Fromage frais de chèvre des Courmettes enfumé, confiture de noisette et ses noisettes confites
La compagne de Christophe, Esty Grossman, canadienne et artiste en bijoux contemporains, a elle même contribué au choix des objets et de la décoration. Elle qui vit intensément sa passion pour la mer et les métaux précieux, trouve entre l’eau et le métal des parallèles déconcertants et en dessine de petits chefs-d’œuvre d’orfèvrerie. Les porte-menus sont nés de son imagination. Joliment baptisés «Les bouchées d’amour», ils sont martelés de petites fourchettes et cuillères en cuivre patinés de rouge.
Canard de rizières camarguaises, charbon de légume, poire et violette de Tourrettes
Ses assiettes en cristal taillées à la main s’enluminent d’impressions de champs de fleurs ou de libellules tandis que sa collection de «Banderillas», brochettes en argent massif, sont autant de pièces uniques, évoquant graine ou fleur séchée.

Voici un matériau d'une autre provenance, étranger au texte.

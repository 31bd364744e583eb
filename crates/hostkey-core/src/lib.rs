//! HostKey core: the session and object engine behind the PKCS#11
//! surface. Tracks slots, tokens, sessions, objects, and in-flight
//! operations over a host keystore abstraction; the C ABI lives in the
//! `hostkey-pkcs11` crate and calls exclusively into this one.

pub mod attribute;
pub mod bridge;
pub mod certscan;
pub mod config;
pub mod digest;
pub mod error;
pub mod host;
pub mod identity;
pub mod mechanism;
pub mod object;
pub mod session;
pub mod soft;
pub mod token;

#[cfg(test)]
mod tests;

pub use attribute::{Attribute, TemplateAttribute};
pub use bridge::{
    AttrOutcome, AttributeQuery, Bridge, CryptoOutput, SessionDescription, SlotDescription,
    TokenDescription,
};
pub use config::{BridgeConfig, FilePreferences, MemoryPreferences, Preferences};
pub use error::{BridgeError, BridgeResult};
pub use host::{
    CertificateInfo, CertificateRecord, HashAlg, HostAlgorithm, HostError, HostKey, HostKeystore,
    HostResult, IdentityRecord, LocalAuthContext, ResolvedIdentity, TokenEventSink, TokenId,
    TokenWatcher,
};
pub use mechanism::{MechanismParams, MechanismRequest, MechanismSpec, ParameterKind, MECHANISMS};
pub use token::CERTIFICATE_SLOT;
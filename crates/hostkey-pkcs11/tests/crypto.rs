//! Object search, attribute retrieval, and crypto flows through the C ABI.

mod common;

use std::ptr;

use common::{identity_1024, identity_2048, open_session, with_library};
use cryptoki_sys::{
    CKA_CLASS, CKA_ID, CKA_LABEL, CKA_MODULUS_BITS, CKG_MGF1_SHA256, CKM_RSA_PKCS,
    CKM_RSA_PKCS_OAEP, CKM_SHA256, CKM_SHA512, CKM_SHA256_RSA_PKCS, CKO_PRIVATE_KEY,
    CKR_ARGUMENTS_BAD, CKR_ATTRIBUTE_TYPE_INVALID, CKR_BUFFER_TOO_SMALL,
    CKR_MECHANISM_PARAM_INVALID, CKR_OK, CKR_OPERATION_ACTIVE, CKR_SIGNATURE_INVALID,
    CK_ATTRIBUTE, CK_MECHANISM, CK_OBJECT_CLASS, CK_OBJECT_HANDLE, CK_RSA_PKCS_OAEP_PARAMS,
    CK_SESSION_HANDLE, CK_ULONG, CK_UNAVAILABLE_INFORMATION, CK_VOID_PTR,
};
use hostkey_core::soft::{SoftKeystore, SoftToken};
use hostkey_pkcs11::functions::{
    C_Decrypt, C_DecryptInit, C_Encrypt, C_EncryptInit, C_FindObjects, C_FindObjectsFinal,
    C_FindObjectsInit, C_GetAttributeValue, C_GetSlotList, C_Sign, C_SignFinal, C_SignInit,
    C_SignUpdate, C_Verify, C_VerifyInit,
};

fn plain_mechanism(mechanism: cryptoki_sys::CK_MECHANISM_TYPE) -> CK_MECHANISM {
    CK_MECHANISM { mechanism, pParameter: ptr::null_mut(), ulParameterLen: 0 }
}

fn find_all(session: CK_SESSION_HANDLE) -> Vec<CK_OBJECT_HANDLE> {
    assert_eq!(C_FindObjectsInit(session, ptr::null_mut(), 0), CKR_OK);
    let mut handles = [0 as CK_OBJECT_HANDLE; 16];
    let mut count: CK_ULONG = 0;
    assert_eq!(
        C_FindObjects(session, handles.as_mut_ptr(), handles.len() as CK_ULONG, &mut count),
        CKR_OK
    );
    assert_eq!(C_FindObjectsFinal(session), CKR_OK);
    handles[..count as usize].to_vec()
}

#[test]
fn find_objects_and_read_attributes() {
    let keystore = SoftKeystore::new();
    keystore.insert_token(SoftToken::new(*b"objs").with_identity(identity_1024()));
    with_library(keystore, || {
        let session = open_session(0);
        let handles = find_all(session);
        assert_eq!(handles, vec![1, 2, 3]);

        // find with a zero-capacity buffer is an argument error.
        let mut count: CK_ULONG = 0;
        assert_eq!(C_FindObjectsInit(session, ptr::null_mut(), 0), CKR_OK);
        let mut sink = [0 as CK_OBJECT_HANDLE; 1];
        assert_eq!(
            C_FindObjects(session, sink.as_mut_ptr(), 0, &mut count),
            CKR_ARGUMENTS_BAD
        );
        assert_eq!(C_FindObjectsFinal(session), CKR_OK);

        // Probe the label length, then fetch it.
        let mut attr = CK_ATTRIBUTE {
            type_: CKA_LABEL,
            pValue: ptr::null_mut(),
            ulValueLen: 0,
        };
        assert_eq!(C_GetAttributeValue(session, 1, &mut attr, 1), CKR_OK);
        let label_len = attr.ulValueLen;
        assert_eq!(label_len as usize, "Integration Identity".len());

        let mut label = vec![0u8; label_len as usize];
        attr.pValue = label.as_mut_ptr() as CK_VOID_PTR;
        attr.ulValueLen = label_len;
        assert_eq!(C_GetAttributeValue(session, 1, &mut attr, 1), CKR_OK);
        assert_eq!(&label, b"Integration Identity");

        // A missing attribute leaves the unavailable marker and flags
        // the whole call.
        let mut missing = CK_ATTRIBUTE {
            type_: CKA_MODULUS_BITS,
            pValue: ptr::null_mut(),
            ulValueLen: 0,
        };
        assert_eq!(
            C_GetAttributeValue(session, 1, &mut missing, 1),
            CKR_ATTRIBUTE_TYPE_INVALID
        );
        assert_eq!(missing.ulValueLen, CK_UNAVAILABLE_INFORMATION);
    });
}

#[test]
fn find_by_class_returns_matching_objects() {
    let keystore = SoftKeystore::new();
    keystore.insert_token(SoftToken::new(*b"clas").with_identity(identity_1024()));
    with_library(keystore, || {
        let session = open_session(0);

        let mut class: CK_OBJECT_CLASS = CKO_PRIVATE_KEY;
        let mut template = CK_ATTRIBUTE {
            type_: CKA_CLASS,
            pValue: &mut class as *mut CK_OBJECT_CLASS as CK_VOID_PTR,
            ulValueLen: std::mem::size_of::<CK_OBJECT_CLASS>() as CK_ULONG,
        };
        assert_eq!(C_FindObjectsInit(session, &mut template, 1), CKR_OK);
        let mut handles = [0 as CK_OBJECT_HANDLE; 4];
        let mut count: CK_ULONG = 0;
        assert_eq!(C_FindObjects(session, handles.as_mut_ptr(), 4, &mut count), CKR_OK);
        assert_eq!(C_FindObjectsFinal(session), CKR_OK);
        assert_eq!(&handles[..count as usize], &[3]);
    });
}

#[test]
fn sign_probe_retry_and_verify() {
    let keystore = SoftKeystore::new();
    keystore.insert_token(SoftToken::new(*b"s2k!").with_identity(identity_2048()));
    with_library(keystore, || {
        let session = open_session(0);
        let handles = find_all(session);
        let (public, private) = (handles[1], handles[2]);
        let data = *b"hello world";

        let mut mechanism = plain_mechanism(CKM_SHA256_RSA_PKCS);
        assert_eq!(C_SignInit(session, &mut mechanism, private), CKR_OK);

        // Size probe with a null signature buffer.
        let mut sig_len: CK_ULONG = 0;
        assert_eq!(
            C_Sign(session, data.as_ptr() as *mut u8, data.len() as CK_ULONG, ptr::null_mut(), &mut sig_len),
            CKR_OK
        );
        assert_eq!(sig_len, 256);

        // One byte short: retryable.
        let mut short = vec![0u8; 255];
        let mut short_len: CK_ULONG = short.len() as CK_ULONG;
        assert_eq!(
            C_Sign(
                session,
                data.as_ptr() as *mut u8,
                data.len() as CK_ULONG,
                short.as_mut_ptr(),
                &mut short_len
            ),
            CKR_BUFFER_TOO_SMALL
        );
        assert_eq!(short_len, 256);

        let mut signature = vec![0u8; 256];
        let mut signature_len: CK_ULONG = signature.len() as CK_ULONG;
        assert_eq!(
            C_Sign(
                session,
                data.as_ptr() as *mut u8,
                data.len() as CK_ULONG,
                signature.as_mut_ptr(),
                &mut signature_len
            ),
            CKR_OK
        );
        assert_eq!(signature_len, 256);

        // Verify the produced signature, then a corrupted copy.
        assert_eq!(C_VerifyInit(session, &mut mechanism, public), CKR_OK);
        assert_eq!(
            C_Verify(
                session,
                data.as_ptr() as *mut u8,
                data.len() as CK_ULONG,
                signature.as_mut_ptr(),
                signature_len
            ),
            CKR_OK
        );

        signature[10] ^= 0xFF;
        assert_eq!(C_VerifyInit(session, &mut mechanism, public), CKR_OK);
        assert_eq!(
            C_Verify(
                session,
                data.as_ptr() as *mut u8,
                data.len() as CK_ULONG,
                signature.as_mut_ptr(),
                signature_len
            ),
            CKR_SIGNATURE_INVALID
        );
    });
}

#[test]
fn multipart_sign_matches_single_shot() {
    let keystore = SoftKeystore::new();
    keystore.insert_token(SoftToken::new(*b"mp1!").with_identity(identity_1024()));
    with_library(keystore, || {
        let session = open_session(0);
        let handles = find_all(session);
        let private = handles[2];
        let mut mechanism = plain_mechanism(CKM_SHA256_RSA_PKCS);

        let whole = *b"hello world";
        let mut single = vec![0u8; 128];
        let mut single_len: CK_ULONG = single.len() as CK_ULONG;
        assert_eq!(C_SignInit(session, &mut mechanism, private), CKR_OK);
        assert_eq!(
            C_Sign(
                session,
                whole.as_ptr() as *mut u8,
                whole.len() as CK_ULONG,
                single.as_mut_ptr(),
                &mut single_len
            ),
            CKR_OK
        );

        assert_eq!(C_SignInit(session, &mut mechanism, private), CKR_OK);
        // A second init while the first is pending must fail.
        assert_eq!(
            C_SignInit(session, &mut mechanism, private),
            CKR_OPERATION_ACTIVE
        );
        let first = *b"hello ";
        let second = *b"world";
        assert_eq!(
            C_SignUpdate(session, first.as_ptr() as *mut u8, first.len() as CK_ULONG),
            CKR_OK
        );
        assert_eq!(
            C_SignUpdate(session, second.as_ptr() as *mut u8, second.len() as CK_ULONG),
            CKR_OK
        );
        let mut multi = vec![0u8; 128];
        let mut multi_len: CK_ULONG = multi.len() as CK_ULONG;
        assert_eq!(C_SignFinal(session, multi.as_mut_ptr(), &mut multi_len), CKR_OK);

        assert_eq!(single_len, multi_len);
        assert_eq!(single, multi);
    });
}

#[test]
fn encrypt_decrypt_round_trip_via_abi() {
    let keystore = SoftKeystore::new();
    keystore.insert_token(SoftToken::new(*b"enc!").with_identity(identity_1024()));
    with_library(keystore, || {
        let session = open_session(0);
        let handles = find_all(session);
        let (public, private) = (handles[1], handles[2]);
        let plaintext = *b"attack at dawn";

        let mut mechanism = plain_mechanism(CKM_RSA_PKCS);
        assert_eq!(C_EncryptInit(session, &mut mechanism, public), CKR_OK);
        let mut ciphertext = vec![0u8; 128];
        let mut ciphertext_len: CK_ULONG = ciphertext.len() as CK_ULONG;
        assert_eq!(
            C_Encrypt(
                session,
                plaintext.as_ptr() as *mut u8,
                plaintext.len() as CK_ULONG,
                ciphertext.as_mut_ptr(),
                &mut ciphertext_len
            ),
            CKR_OK
        );

        assert_eq!(C_DecryptInit(session, &mut mechanism, private), CKR_OK);
        let mut recovered = vec![0u8; 128];
        let mut recovered_len: CK_ULONG = recovered.len() as CK_ULONG;
        assert_eq!(
            C_Decrypt(
                session,
                ciphertext.as_mut_ptr(),
                ciphertext_len,
                recovered.as_mut_ptr(),
                &mut recovered_len
            ),
            CKR_OK
        );
        assert_eq!(&recovered[..recovered_len as usize], &plaintext);
    });
}

#[test]
fn oaep_parameter_mismatch_is_rejected() {
    let keystore = SoftKeystore::new();
    keystore.insert_token(SoftToken::new(*b"oaep").with_identity(identity_1024()));
    with_library(keystore, || {
        let session = open_session(0);
        let handles = find_all(session);
        let public = handles[1];

        // SHA-512 hash with an MGF1-SHA-256 mask has no mapping.
        let mut params = CK_RSA_PKCS_OAEP_PARAMS {
            hashAlg: CKM_SHA512,
            mgf: CKG_MGF1_SHA256,
            source: 0,
            pSourceData: ptr::null_mut(),
            ulSourceDataLen: 0,
        };
        let mut mechanism = CK_MECHANISM {
            mechanism: CKM_RSA_PKCS_OAEP,
            pParameter: &mut params as *mut CK_RSA_PKCS_OAEP_PARAMS as CK_VOID_PTR,
            ulParameterLen: std::mem::size_of::<CK_RSA_PKCS_OAEP_PARAMS>() as CK_ULONG,
        };
        assert_eq!(
            C_EncryptInit(session, &mut mechanism, public),
            CKR_MECHANISM_PARAM_INVALID
        );

        // A matched pair works.
        params.hashAlg = CKM_SHA256;
        assert_eq!(C_EncryptInit(session, &mut mechanism, public), CKR_OK);
    });
}

#[test]
fn session_survives_token_removal() {
    let keystore = SoftKeystore::new();
    keystore.insert_token(SoftToken::new(*b"yank").with_identity(identity_1024()));
    with_library(keystore.clone(), || {
        let session = open_session(0);
        keystore.remove_token(&hostkey_core::TokenId::new(*b"yank"));

        // The slot is empty now.
        let mut count: CK_ULONG = 0;
        assert_eq!(C_GetSlotList(1, ptr::null_mut(), &mut count), CKR_OK);
        assert_eq!(count, 0);

        // But the session still reads object attributes.
        let mut attr = CK_ATTRIBUTE {
            type_: CKA_ID,
            pValue: ptr::null_mut(),
            ulValueLen: 0,
        };
        assert_eq!(C_GetAttributeValue(session, 2, &mut attr, 1), CKR_OK);
        assert_eq!(attr.ulValueLen, 1);
    });
}
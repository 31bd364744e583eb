//! Library lifecycle and function-surface conformance through the C ABI.

mod common;

use std::ptr;

use common::{identity_1024, token_with_identity, with_library};
use cryptoki_sys::{
    CKR_ARGUMENTS_BAD, CKR_BUFFER_TOO_SMALL, CKR_CRYPTOKI_ALREADY_INITIALIZED,
    CKR_CRYPTOKI_NOT_INITIALIZED, CKR_FUNCTION_NOT_SUPPORTED, CKR_OK, CKR_SLOT_ID_INVALID,
    CK_C_INITIALIZE_ARGS, CK_FUNCTION_LIST_PTR, CK_INFO, CK_MECHANISM_INFO, CK_RV, CK_SLOT_ID,
    CK_ULONG, CK_VOID_PTR, CK_VOID_PTR_PTR,
};
use hostkey_core::soft::SoftKeystore;
use hostkey_pkcs11::functions::{
    C_Finalize, C_GenerateRandom, C_GetFunctionList, C_GetInfo, C_GetMechanismInfo,
    C_GetMechanismList, C_GetSlotList, C_InitToken, C_Initialize, C_WaitForSlotEvent,
};

#[test]
fn initialize_finalize_cycle() {
    let _guard = common::serialize();
    hostkey_pkcs11::register_host_keystore(SoftKeystore::new());
    assert_eq!(C_Initialize(ptr::null_mut()), CKR_OK);
    // Double initialize is rejected while the library is live.
    assert_eq!(C_Initialize(ptr::null_mut()), CKR_CRYPTOKI_ALREADY_INITIALIZED);
    assert_eq!(C_Finalize(ptr::null_mut()), CKR_OK);

    // After finalize everything needs a fresh initialize.
    assert_eq!(C_Finalize(ptr::null_mut()), CKR_CRYPTOKI_NOT_INITIALIZED);
    let mut count: CK_ULONG = 0;
    assert_eq!(
        C_GetSlotList(0, ptr::null_mut(), &mut count),
        CKR_CRYPTOKI_NOT_INITIALIZED
    );
}

#[test]
fn finalize_rejects_reserved_argument() {
    with_library(SoftKeystore::new(), || {
        let mut bogus = 0u8;
        assert_eq!(
            C_Finalize(&mut bogus as *mut u8 as CK_VOID_PTR),
            CKR_ARGUMENTS_BAD
        );
    });
}

#[test]
fn partial_mutex_callbacks_are_rejected() {
    let _guard = common::serialize();
    extern "C" fn create_mutex(_arg: CK_VOID_PTR_PTR) -> CK_RV {
        CKR_OK
    }
    let mut args: CK_C_INITIALIZE_ARGS = unsafe { std::mem::zeroed() };
    args.CreateMutex = Some(create_mutex);
    // Only one of the four callbacks: arguments-bad, library stays down.
    assert_eq!(
        C_Initialize(&mut args as *mut CK_C_INITIALIZE_ARGS as CK_VOID_PTR),
        CKR_ARGUMENTS_BAD
    );
    assert_eq!(C_Finalize(ptr::null_mut()), CKR_CRYPTOKI_NOT_INITIALIZED);
}

#[test]
fn library_info_reports_fixed_strings() {
    with_library(SoftKeystore::new(), || {
        let mut info: CK_INFO = unsafe { std::mem::zeroed() };
        assert_eq!(C_GetInfo(&mut info), CKR_OK);
        assert_eq!(info.cryptokiVersion.major, 2);
        assert_eq!(info.cryptokiVersion.minor, 40);
        assert_eq!(info.libraryVersion.major, 1);
        assert_eq!(info.libraryVersion.minor, 0);
        // Space padded, no NUL terminator.
        assert!(info.manufacturerID.starts_with(b"U.S. Naval Research Lab"));
        assert!(info.manufacturerID.ends_with(b"  "));
        assert!(!info.libraryDescription.contains(&0));
    });
}

#[test]
fn function_list_is_complete() {
    let mut list: CK_FUNCTION_LIST_PTR = ptr::null_mut();
    assert_eq!(C_GetFunctionList(&mut list), CKR_OK);
    let list = unsafe { &*list };
    assert_eq!(list.version.major, 2);
    assert_eq!(list.version.minor, 40);
    assert!(list.C_Initialize.is_some());
    assert!(list.C_SignFinal.is_some());
    assert!(list.C_WaitForSlotEvent.is_some());
}

#[test]
fn unsupported_functions_answer_uniformly() {
    with_library(SoftKeystore::new(), || {
        assert_eq!(
            C_InitToken(0, ptr::null_mut(), 0, ptr::null_mut()),
            CKR_FUNCTION_NOT_SUPPORTED
        );
        assert_eq!(C_GenerateRandom(1, ptr::null_mut(), 0), CKR_FUNCTION_NOT_SUPPORTED);
        assert_eq!(
            C_WaitForSlotEvent(0, ptr::null_mut(), ptr::null_mut()),
            CKR_FUNCTION_NOT_SUPPORTED
        );
    });
}

#[test]
fn slot_list_buffer_protocol() {
    let keystore = SoftKeystore::new();
    keystore.insert_token(token_with_identity(identity_1024()));
    with_library(keystore, || {
        let mut count: CK_ULONG = 0;
        assert_eq!(C_GetSlotList(1, ptr::null_mut(), &mut count), CKR_OK);
        assert_eq!(count, 1);

        // Undersized buffer reports the required count.
        let mut short: [CK_SLOT_ID; 0] = [];
        let mut short_count: CK_ULONG = 0;
        assert_eq!(
            C_GetSlotList(1, short.as_mut_ptr(), &mut short_count),
            CKR_BUFFER_TOO_SMALL
        );
        assert_eq!(short_count, 1);

        let mut slots = [0 as CK_SLOT_ID; 4];
        let mut full_count: CK_ULONG = slots.len() as CK_ULONG;
        assert_eq!(C_GetSlotList(1, slots.as_mut_ptr(), &mut full_count), CKR_OK);
        assert_eq!(full_count, 1);
        assert_eq!(slots[0], 0);
    });
}

#[test]
fn mechanism_list_and_info() {
    let keystore = SoftKeystore::new();
    keystore.insert_token(token_with_identity(identity_1024()));
    with_library(keystore, || {
        let mut count: CK_ULONG = 0;
        assert_eq!(C_GetMechanismList(0, ptr::null_mut(), &mut count), CKR_OK);
        assert!(count > 0);

        let mut mechanisms = vec![0 as cryptoki_sys::CK_MECHANISM_TYPE; count as usize];
        assert_eq!(
            C_GetMechanismList(0, mechanisms.as_mut_ptr(), &mut count),
            CKR_OK
        );
        assert!(mechanisms.contains(&cryptoki_sys::CKM_RSA_PKCS));

        let mut info: CK_MECHANISM_INFO = unsafe { std::mem::zeroed() };
        assert_eq!(
            C_GetMechanismInfo(0, cryptoki_sys::CKM_SHA256_RSA_PKCS, &mut info),
            CKR_OK
        );
        assert!(info.ulMinKeySize >= 1024);
        assert!(info.flags & cryptoki_sys::CKF_SIGN != 0);

        // A null info pointer is arguments-bad, not a crash.
        assert_eq!(
            C_GetMechanismInfo(0, cryptoki_sys::CKM_SHA256_RSA_PKCS, ptr::null_mut()),
            CKR_ARGUMENTS_BAD
        );

        // An invalid slot is flagged before the mechanism lookup.
        assert_eq!(
            C_GetMechanismInfo(77, cryptoki_sys::CKM_SHA256_RSA_PKCS, &mut info),
            CKR_SLOT_ID_INVALID
        );
    });
}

Autour de chacun des pics s’enroule en ondulant une plante grimpante, tel un cep de vigne. L’accueil est assuré par la nouvelle chef de restaurant, Sophie Dehouck, ancienne du Moulin de Mougins, et de l’Hôtel Négresco.
Brocoletti, truffe noire et mimosa et Vin blanc Corse Domaine Abbatucci
La convivialité qui a fait le succès de la maison demeure inchangée. Le chef énumère lui-même menus et explications ainsi que la première prise de commande. Le carrelage est le même que celui du métro parisien, agrémenté d’une mosaïque murale, libre interprétation des «algues» de Matisse par Caroline Daugreilh. Ce motif, repris de l’arbre de vie du peintre qui orne la chapelle éponyme proche, est un hommage appuyé à l’œuvre de ce talentueux voisin.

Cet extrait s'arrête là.